Fig. 4. CTDSPL2 knockdown leads to impaired cell proliferation, migration, and invasion.

Fig. 4.

(A, B) Establishment of cell lines with TetOn inducible knockdown of CTDSPL2 in S2.013 (A) and PANC-1 (B) cells. (C, D) Cell proliferation assays in S2.013 (C) and PANC-1 (D) cells from A and B. ***: p=0.0002 (shRNA#A vs Control) and 7.3E-06 (shRNA#C vs Control) in panel C. ***: p=0.0003 (shRNA#A vs Control) and 2.1E-05 (shRNA#C vs Control) in panel D (Student’s t test). (E-H) Quantification of wound healing assays in established S2.013 (E) and PANC-1 (F) cells. ***: p=4.8E-05 (shRNA#A vs Control) and 9.0E-05 (shRNA#C vs Control) in panel E. ***: p=1.8E-04 (shRNA#A vs Control) and 3.2E-05 (shRNA#C vs Control) in panel F (Student’s t test).
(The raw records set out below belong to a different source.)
//! Prometheus metrics for the API server.

use axum::body::Body;
use axum::extract::MatchedPath;
use axum::http::{Request, Response};
use axum::middleware::Next;
use metrics::{counter, gauge, histogram};
use metrics_exporter_prometheus::{BuildError, PrometheusBuilder, PrometheusHandle};
use std::time::Instant;

/// Install the Prometheus recorder and return a handle to render it.
pub fn init_metrics() -> Result<PrometheusHandle, BuildError> {
    PrometheusBuilder::new().install_recorder()
}

/// Metric names as constants for consistency.
pub mod names {
    // HTTP metrics
    pub const HTTP_REQUESTS_TOTAL: &str = "qledger_http_requests_total";
    pub const HTTP_REQUEST_DURATION_SECONDS: &str = "qledger_http_request_duration_seconds";
    pub const HTTP_REQUESTS_IN_FLIGHT: &str = "qledger_http_requests_in_flight";

    // Ledger metrics
    pub const DECISIONS_TOTAL: &str = "qledger_decisions_total";
    pub const WINDOW_RESETS_TOTAL: &str = "qledger_window_resets_total";
    pub const COMMIT_CONFLICTS_TOTAL: &str = "qledger_commit_conflicts_total";
    pub const PERSIST_FAILURES_TOTAL: &str = "qledger_persist_failures_total";
    pub const CREDITS_DEBITED_TOTAL: &str = "qledger_credits_debited_total";

    // Rate limiting metrics
    pub const RATE_LIMIT_HITS_TOTAL: &str = "qledger_rate_limit_hits_total";
}

/// Record an HTTP request.
pub fn record_http_request(method: &str, path: &str, status: u16, duration_secs: f64) {
    let labels = [
        ("method", method.to_string()),
        ("path", path.to_string()),
        ("status", status.to_string()),
    ];

    counter!(names::HTTP_REQUESTS_TOTAL, &labels).increment(1);
    histogram!(names::HTTP_REQUEST_DURATION_SECONDS, &labels).record(duration_secs);
}

/// Record an affordability decision.
pub fn record_decision(kind: &str, outcome: &str) {
    let labels = [("kind", kind.to_string()), ("outcome", outcome.to_string())];
    counter!(names::DECISIONS_TOTAL, &labels).increment(1);
}

/// Record a window reset. `window` is `credit` or `image`.
pub fn record_window_reset(window: &'static str) {
    counter!(names::WINDOW_RESETS_TOTAL, "window" => window).increment(1);
}

/// Record a conditional write that lost to a concurrent writer.
pub fn record_commit_conflict() {
    counter!(names::COMMIT_CONFLICTS_TOTAL).increment(1);
}

/// Record a debit that could not be persisted.
pub fn record_persist_failure() {
    counter!(names::PERSIST_FAILURES_TOTAL).increment(1);
}

/// Record credits taken by a committed action.
pub fn record_credits_debited(kind: &str, credits: u32) {
    let labels = [("kind", kind.to_string())];
    counter!(names::CREDITS_DEBITED_TOTAL, &labels).increment(u64::from(credits));
}

/// Record rate limit hit.
pub fn record_rate_limit_hit(endpoint: &str) {
    let labels = [("endpoint", endpoint.to_string())];
    counter!(names::RATE_LIMIT_HITS_TOTAL, &labels).increment(1);
}

/// Label for a request path: the matched route template, or a fixed bucket.
fn route_label(request: &Request<Body>) -> String {
    request
        .extensions()
        .get::<MatchedPath>()
        .map(|p| p.as_str().to_string())
        .unwrap_or_else(|| "unmatched".to_string())
}

/// Metrics middleware for HTTP requests.
pub async fn metrics_middleware(request: Request<Body>, next: Next) -> Response<Body> {
    let method = request.method().to_string();
    let path = route_label(&request);
    let start = Instant::now();

    gauge!(names::HTTP_REQUESTS_IN_FLIGHT).increment(1.0);
    let response = next.run(request).await;
    gauge!(names::HTTP_REQUESTS_IN_FLIGHT).decrement(1.0);

    record_http_request(&method, &path, response.status().as_u16(), start.elapsed().as_secs_f64());

    response
}

#[cfg(test)]
mod tests {
    use super::*;

    #[test]
    fn test_unmatched_paths_share_one_label() {
        let request = Request::builder()
            .uri("/random/abc123")
            .body(Body::empty())
            .unwrap();
        assert_eq!(route_label(&request), "unmatched");
    }

    #[test]
    fn test_metric_names_are_prefixed() {
        for name in [
            names::HTTP_REQUESTS_TOTAL,
            names::DECISIONS_TOTAL,
            names::WINDOW_RESETS_TOTAL,
            names::COMMIT_CONFLICTS_TOTAL,
        ] {
            assert!(name.starts_with("qledger_"), "{}", name);
        }
    }
}
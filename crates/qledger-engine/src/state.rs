//! Observational state labels.

use qledger_models::{Account, AccountState, TEXT_COST};

use crate::catalog::PlanCatalog;

/// Label a reconciled account.
///
/// Precedence: credit exhaustion, then image cap, then fresh, else active.
pub fn account_state<P: PlanCatalog + ?Sized>(account: &Account, catalog: &P) -> AccountState {
    let entitlements = catalog.entitlements(account.plan);

    if account.credits < TEXT_COST {
        AccountState::CreditExhausted
    } else if entitlements.image_limit_reached(account.daily_image_count) {
        AccountState::ImageCapped
    } else if account.credits == entitlements.weekly_credits && account.daily_image_count == 0 {
        AccountState::Fresh
    } else {
        AccountState::Active
    }
}

#[cfg(test)]
mod tests {
    use super::*;
    use crate::affordability::debit;
    use crate::catalog::StaticPlanCatalog;
    use qledger_models::{Action, PlanTier};

    #[test]
    fn test_new_account_is_fresh() {
        let account = Account::new("u", 0);
        assert_eq!(account_state(&account, &StaticPlanCatalog), AccountState::Fresh);
    }

    #[test]
    fn test_spend_moves_to_active() {
        let account = debit(&Account::new("u", 0), &Action::text());
        assert_eq!(account_state(&account, &StaticPlanCatalog), AccountState::Active);
    }

    #[test]
    fn test_zero_balance_is_exhausted() {
        let account = Account::new("u", 0).with_credits(0).with_daily_image_count(3);
        assert_eq!(
            account_state(&account, &StaticPlanCatalog),
            AccountState::CreditExhausted
        );
    }

    #[test]
    fn test_third_image_caps_basic_but_not_pro() {
        let mut account = Account::new("u", 0);
        for _ in 0..3 {
            account = debit(&account, &Action::image());
        }
        assert_eq!(account_state(&account, &StaticPlanCatalog), AccountState::ImageCapped);

        let pro = account.with_plan(PlanTier::Pro);
        assert_eq!(account_state(&pro, &StaticPlanCatalog), AccountState::Active);
    }
}
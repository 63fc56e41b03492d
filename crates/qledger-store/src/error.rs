//! Store error types.

use thiserror::Error;

/// Result type for store operations.
pub type StoreResult<T> = Result<T, StoreError>;

/// Errors that can occur while loading or saving accounts.
#[derive(Debug, Error)]
pub enum StoreError {
    #[error("Account not found: {0}")]
    NotFound(String),

    #[error("Precondition failed: {0}")]
    PreconditionFailed(String),

    #[error("Unauthorized: {0}")]
    Unauthorized(String),

    #[error("Rate limited, retry after {0}ms")]
    RateLimited(u64),

    #[error("Server error ({0}): {1}")]
    ServerError(u16, String),

    #[error("Request failed: {0}")]
    RequestFailed(String),

    #[error("Configuration error: {0}")]
    Configuration(String),

    #[error("Network error: {0}")]
    Network(#[from] reqwest::Error),

    #[error("JSON error: {0}")]
    Json(#[from] serde_json::Error),
}

/// Default back-off when a 429 carries no usable Retry-After.
const DEFAULT_RATE_LIMIT_DELAY_MS: u64 = 1000;

impl StoreError {
    pub fn not_found(user_id: impl Into<String>) -> Self {
        Self::NotFound(user_id.into())
    }

    pub fn request_failed(msg: impl Into<String>) -> Self {
        Self::RequestFailed(msg.into())
    }

    pub fn configuration(msg: impl Into<String>) -> Self {
        Self::Configuration(msg.into())
    }

    /// Map a non-success HTTP status to an error.
    pub fn from_http_status(status: u16, body: impl Into<String>) -> Self {
        let body = body.into();
        match status {
            401 | 403 => Self::Unauthorized(body),
            404 => Self::NotFound(body),
            409 | 412 => Self::PreconditionFailed(body),
            429 => Self::RateLimited(DEFAULT_RATE_LIMIT_DELAY_MS),
            500..=599 => Self::ServerError(status, body),
            _ => Self::RequestFailed(body),
        }
    }

    /// HTTP status this error corresponds to, if any.
    pub fn http_status(&self) -> Option<u16> {
        match self {
            Self::NotFound(_) => Some(404),
            Self::PreconditionFailed(_) => Some(412),
            Self::Unauthorized(_) => Some(401),
            Self::RateLimited(_) => Some(429),
            Self::ServerError(status, _) => Some(*status),
            Self::Network(e) => e.status().map(|s| s.as_u16()),
            _ => None,
        }
    }

    /// Check if error is retryable.
    pub fn is_retryable(&self) -> bool {
        matches!(
            self,
            StoreError::Network(_) | StoreError::RateLimited(_) | StoreError::ServerError(..)
        )
    }

    /// Suggested delay before retrying, if the server gave one.
    pub fn retry_after_ms(&self) -> Option<u64> {
        match self {
            StoreError::RateLimited(ms) => Some(*ms),
            _ => None,
        }
    }

    /// True if a conditional write lost to a concurrent writer.
    pub fn is_precondition_failed(&self) -> bool {
        matches!(self, StoreError::PreconditionFailed(_))
    }
}
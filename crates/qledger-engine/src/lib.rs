//! Quota ledger engine.
//!
//! Pure, synchronous accounting over a single [`Account`]:
//! - Window reconciliation (weekly credits, 10-hour image window)
//! - Request classification into text or image actions
//! - Affordability checks against balance and tier sub-limits
//! - Debits and plan upgrades
//!
//! Nothing here performs I/O. Callers load the account, run it through the
//! ledger, and persist whatever comes back.
//!
//! [`Account`]: qledger_models::Account

pub mod affordability;
pub mod catalog;
pub mod classifier;
pub mod error;
pub mod ledger;
pub mod state;
pub mod upgrade;
pub mod windows;

pub use affordability::{check_affordability, debit};
pub use catalog::{PlanCatalog, StaticPlanCatalog};
pub use classifier::{classify_cost, ActionClassifier, PatternClassifier};
pub use error::{LedgerError, LedgerResult};
pub use ledger::{Evaluation, QuotaLedger};
pub use state::account_state;
pub use upgrade::apply_plan_upgrade;
pub use windows::{reconcile_windows, Reconciliation, CREDIT_WINDOW_MS, IMAGE_WINDOW_HOURS, IMAGE_WINDOW_MS};
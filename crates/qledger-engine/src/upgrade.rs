//! Plan changes.

use qledger_models::{Account, PlanTier};

use crate::catalog::PlanCatalog;

/// Move `account` onto `plan`.
///
/// The balance is raised to the new plan's entitlement if it is lower and is
/// otherwise kept. Window timestamps and the image counter are untouched.
pub fn apply_plan_upgrade<P: PlanCatalog + ?Sized>(
    account: &Account,
    plan: PlanTier,
    catalog: &P,
) -> Account {
    let mut next = account.clone();
    next.plan = plan;
    next.credits = next.credits.max(catalog.entitlement_for(plan));
    next
}

#[cfg(test)]
mod tests {
    use super::*;
    use crate::catalog::StaticPlanCatalog;

    #[test]
    fn test_upgrade_raises_balance_to_entitlement() {
        let account = Account::new("u", 0).with_credits(20);
        let upgraded = apply_plan_upgrade(&account, PlanTier::Plus, &StaticPlanCatalog);
        assert_eq!(upgraded.plan, PlanTier::Plus);
        assert_eq!(upgraded.credits, 1000);
    }

    #[test]
    fn test_downgrade_keeps_higher_balance() {
        let account = Account::new("u", 0)
            .with_plan(PlanTier::Agent)
            .with_credits(1200);
        let downgraded = apply_plan_upgrade(&account, PlanTier::Basic, &StaticPlanCatalog);
        assert_eq!(downgraded.plan, PlanTier::Basic);
        assert_eq!(downgraded.credits, 1200);
    }

    #[test]
    fn test_upgrade_keeps_windows_and_image_count() {
        let account = Account::new("u", 55).with_daily_image_count(3);
        let upgraded = apply_plan_upgrade(&account, PlanTier::Pro, &StaticPlanCatalog);
        assert_eq!(upgraded.daily_image_count, 3);
        assert_eq!(upgraded.last_credit_reset, 55);
        assert_eq!(upgraded.last_image_reset, 55);
    }
}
Representative images of wound healing assays in S2.013 (G) and PANC-1 (H) cells were shown. (I-N) CTDSPL2 knockdown inhibited migration and invasion in S2.013 (I, K, L) and PANC-1 (J, M, N) cells. ***: p=1.2E-05 (shRNA#A vs Control) and 6.4E-05 (shRNA#C vs Control) in panel I. ***: p=6.1E-05 (shRNA#A vs Control) and 1.1E-06 (shRNA#C vs Control) in panel J. ***: p=0.0003 (shRNA#A vs Control) and 0.0005 (shRNA#C vs Control) in panel L. ***: p=5.0E-05 (shRNA#A vs Control) and 6.6E-07 (shRNA#C vs Control) in panel M (Student’s t test). Data were expressed as the mean ± SD of three or four independent experiments.